▸ **Action item**: Show each line of the data below that has the string "errors" in it.
# # #
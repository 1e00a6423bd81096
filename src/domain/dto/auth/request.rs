//! 로그인 / 콜백 요청 DTO

use serde::Deserialize;
use validator::Validate;

use crate::utils::string_utils::deserialize_optional_string;

#[derive(Debug, Deserialize, Validate)]
pub struct PasswordLoginRequest {
    #[validate(length(min = 1, message = "사용자 이름을 입력해주세요"))]
    pub username: String,

    #[validate(length(min = 1, message = "비밀번호를 입력해주세요"))]
    pub password: String,
}

/// 인가 코드 콜백 쿼리 (`?code=&redirect_uri=&referer=`)
#[derive(Debug, Deserialize, Validate)]
pub struct OAuthCallbackQuery {
    #[validate(length(min = 1, message = "Authorization code가 필요합니다"))]
    pub code: String,

    #[serde(default, deserialize_with = "deserialize_optional_string")]
    pub redirect_uri: Option<String>,

    /// 로그인 후 돌아갈 경로
    #[serde(default, deserialize_with = "deserialize_optional_string")]
    pub referer: Option<String>,
}

impl OAuthCallbackQuery {
    /// 같은 사이트 안의 상대 경로만 리다이렉트 대상으로 허용합니다.
    ///
    /// 브라우저는 `\` 를 `/` 로 바꾸고 탭/개행을 버리므로 둘 다 포함되면 거부합니다.
    pub fn redirect_target(&self) -> String {
        match self.referer.as_deref() {
            Some(path) if is_local_path(path) => path.to_string(),
            _ => "/".to_string(),
        }
    }
}

fn is_local_path(path: &str) -> bool {
    path.starts_with('/')
        && !path.starts_with("//")
        && !path.contains('\\')
        && !path.chars().any(|c| c.is_ascii_control())
}

#[cfg(test)]
mod tests {
    use super::*;

    #[test]
    fn test_password_login_validation() {
        let ok = PasswordLoginRequest { username: "dice".to_string(), password: "pw".to_string() };
        assert!(ok.validate().is_ok());

        let empty = PasswordLoginRequest { username: "".to_string(), password: "pw".to_string() };
        let errors = empty.validate().unwrap_err();
        assert!(errors.field_errors().contains_key("username"));
    }

    #[test]
    fn test_redirect_target() {
        let query = |referer: Option<&str>| OAuthCallbackQuery {
            code: "c".to_string(),
            redirect_uri: None,
            referer: referer.map(str::to_string),
        };

        assert_eq!(query(Some("/workBench/projects")).redirect_target(), "/workBench/projects");
        assert_eq!(query(None).redirect_target(), "/");
        assert_eq!(query(Some("https://evil.com")).redirect_target(), "/");
        assert_eq!(query(Some("//evil.com")).redirect_target(), "/");
        assert_eq!(query(Some("/\\evil.com")).redirect_target(), "/");
        assert_eq!(query(Some("/\t/evil.com")).redirect_target(), "/");
        assert_eq!(query(Some("/\n/evil.com")).redirect_target(), "/");
        assert_eq!(query(Some("/projects?tab=members")).redirect_target(), "/projects?tab=members");
    }
}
# # #
▸ **Solution to this problem**:
        let errors = empty.validate().unwrap_err();
        assert!(errors.field_errors().contains_key("username"));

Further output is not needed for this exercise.